Lybbert was born in Cardston, Alberta, Canada to Charles Lester and Delvia Reed Lybbert. His parents homesteaded in Cherry Grove, Alberta where their nearest neighbor was three miles away.

In 1943, Lybbert met his future wife, Nola, at a party. During this time, he was serving in the Royal Canadian Air Force. After completing his military service, Lybbert served as a missionary in the LDS Church's Eastern States Mission. Following his mission, he married Nola in the Cardston Alberta Temple in 1949.

After marrying, the couple moved to Salt Lake City, where Lybbert attended the University of Utah. He received a bachelor's degree in law in 1953, and a Juris Doctor in 1955.

== Legal career ==
Lybbert was an attorney for nearly 35 years before retiring to focus on church service. During his legal career, he served as counsel for the University of Utah Hospital for many years. He was an active member of the Utah State Bar Association and was elected to the American College of Trial Lawyers.

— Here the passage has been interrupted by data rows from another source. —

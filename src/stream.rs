use super::{Float, Sample};
use super::{FlyingPhasorToneGenerator, LegacyToneGenerator, ToneGenerator};
use super::PhasorError;

use log::{debug, info};
use serde::{Serialize, Deserialize};

use std::fmt;
use std::fs::File;
use std::io::BufReader;
use std::io::prelude::*;
use std::path::Path;
use std::str::FromStr;

/** Output encoding of a sample stream. */
#[derive(Serialize, Deserialize, Clone, Copy, Debug, PartialEq)]
pub enum StreamFormat {
    #[serde(rename = "t32")]
    Text32,
    #[serde(rename = "t64")]
    Text64,
    #[serde(rename = "b32")]
    Bin32,
    #[serde(rename = "b64")]
    Bin64,
}

impl FromStr for StreamFormat {
    type Err = PhasorError;

    fn from_str(s: &str) -> Result<Self, Self::Err> {
        match s {
            "t32" => Ok(StreamFormat::Text32),
            "t64" => Ok(StreamFormat::Text64),
            "b32" => Ok(StreamFormat::Bin32),
            "b64" => Ok(StreamFormat::Bin64),
            _ => Err(PhasorError::InvalidStreamFormat(s.to_string())),
        }
    }
}

impl fmt::Display for StreamFormat {
    fn fmt(&self, f: &mut fmt::Formatter) -> fmt::Result {
        let name = match self {
            StreamFormat::Text32 => "t32",
            StreamFormat::Text64 => "t64",
            StreamFormat::Bin32 => "b32",
            StreamFormat::Bin64 => "b64",
        };
        write!(f, "{}", name)
    }
}

/** Settings of a streaming run. */
#[derive(Serialize, Deserialize, Clone, Debug, PartialEq)]
#[serde(default)]
pub struct StreamConfig {
    pub rads_per_sample: Float,
    pub phase: Float,
    pub chunk_size: usize,
    pub num_chunks: usize,
    pub skip_chunks: usize, // Chunks generated and discarded before output starts
    pub stream_format: StreamFormat,
    pub include_x: bool,    // Prefix every sample with its index
    pub legacy: bool,       // Use the trig-per-sample generator
}

impl Default for StreamConfig {
    fn default() -> Self {
        StreamConfig{
            rads_per_sample: std::f64::consts::PI / 256.0,
            phase: 0.0,
            chunk_size: 4096,
            num_chunks: 1,
            skip_chunks: 0,
            stream_format: StreamFormat::Text64,
            include_x: false,
            legacy: false,
        }
    }
}

impl StreamConfig {
    pub fn load<P: AsRef<Path>>(filename: P) -> Result<StreamConfig, failure::Error> {
        let file = File::open(filename.as_ref())?;
        let mut reader = BufReader::new(file);
        let mut serialized = String::new();
        reader.read_to_string(&mut serialized)?;
        let config = serde_json::from_str(&serialized)?;
        info!("Loaded stream config from {}", filename.as_ref().display());
        Ok(config)
    }

    pub fn save<P: AsRef<Path>>(&self, filename: P) -> Result<(), failure::Error> {
        let mut file = File::create(filename.as_ref())?;
        let serialized = serde_json::to_string_pretty(&self)?;
        file.write_all(serialized.as_bytes())?;
        info!("Saved stream config to {}", filename.as_ref().display());
        Ok(())
    }
}

/** Write a block of samples in the given format.
 *
 * first_index is the absolute index of samples[0], used when include_x is set.
 */
pub fn write_samples<W: Write>(out: &mut W,
                               format: StreamFormat,
                               first_index: u64,
                               samples: &[Sample],
                               include_x: bool) -> std::io::Result<()> {
    for (i, sample) in samples.iter().enumerate() {
        let x = first_index + i as u64;
        match format {
            StreamFormat::Text32 => {
                if include_x {
                    write!(out, "{} ", x)?;
                }
                writeln!(out, "{:.8e} {:.8e}", sample.re as f32, sample.im as f32)?;
            }
            StreamFormat::Text64 => {
                if include_x {
                    write!(out, "{} ", x)?;
                }
                writeln!(out, "{:.17e} {:.17e}", sample.re, sample.im)?;
            }
            StreamFormat::Bin32 => {
                if include_x {
                    out.write_all(&(x as f32).to_ne_bytes())?;
                }
                out.write_all(&(sample.re as f32).to_ne_bytes())?;
                out.write_all(&(sample.im as f32).to_ne_bytes())?;
            }
            StreamFormat::Bin64 => {
                if include_x {
                    out.write_all(&(x as f64).to_ne_bytes())?;
                }
                out.write_all(&sample.re.to_ne_bytes())?;
                out.write_all(&sample.im.to_ne_bytes())?;
            }
        }
    }
    Ok(())
}

/** Generate the tone described by config and stream it into out. */
pub fn run<W: Write>(config: &StreamConfig, out: &mut W) -> Result<(), failure::Error> {
    info!("Streaming {} x {} samples ({} skipped), rate={}, phase={}, format={}, legacy={}",
        config.num_chunks, config.chunk_size, config.skip_chunks,
        config.rads_per_sample, config.phase, config.stream_format, config.legacy);

    let mut generator: Box<dyn ToneGenerator> = if config.legacy {
        Box::new(LegacyToneGenerator::new(config.rads_per_sample, config.phase))
    } else {
        Box::new(FlyingPhasorToneGenerator::new(config.rads_per_sample, config.phase))
    };

    let mut chunk = vec![Sample::new(0.0, 0.0); config.chunk_size];
    for _ in 0..config.skip_chunks {
        generator.get_samples(&mut chunk);
    }
    for n in 0..config.num_chunks {
        let first_index = generator.get_sample_count();
        generator.get_samples(&mut chunk);
        write_samples(out, config.stream_format, first_index, &chunk, config.include_x)?;
        debug!("Wrote chunk {} starting at sample {}", n, first_index);
    }
    out.flush()?;
    Ok(())
}

// ----------------------------------------------
//                  Unit tests
// ----------------------------------------------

In 1981–82, he was honoured as Utah Trial Lawyer of the Year. He also chaired the Advisory Committee to the Utah Supreme Court on the Rules of Professional Practice.

== LDS Church service ==
While in the Eastern States Mission as a young man, Lybbert served as a mission secretary for 16 months before being called as a counsellor in the mission presidency. He later held various leadership roles in the LDS Church, including high councilor, bishop, stake president and regional representative.

Lybbert served as a member of the First Quorum of the Seventy from 1 April 1989 to 1 October 1994. During his tenure as a general authority, Lybbert spoke in the April 1990 and April 1994 general conferences and held several assignments, including president and second counsellor in the Asia Area presidency.

In May 1992, Lybbert and Monte Brough travelled to Mongolia to evaluate the possibility of the LDS Church providing humanitarian assistance. During their visit, they made diplomatic visits to government and educational officials.

Lybbert served as president of the Cardston Alberta Temple from 1994 to 1997.

== Personal life ==
Lybbert and his wife, Nola, had six children, including a daughter, Ruth, who married Dale G. Renlund, who later became a member of the LDS Church's Quorum of the Twelve Apostles.

== Death ==
Lybbert died in Salt Lake City, Utah on 6 July 2001, following a brief illness.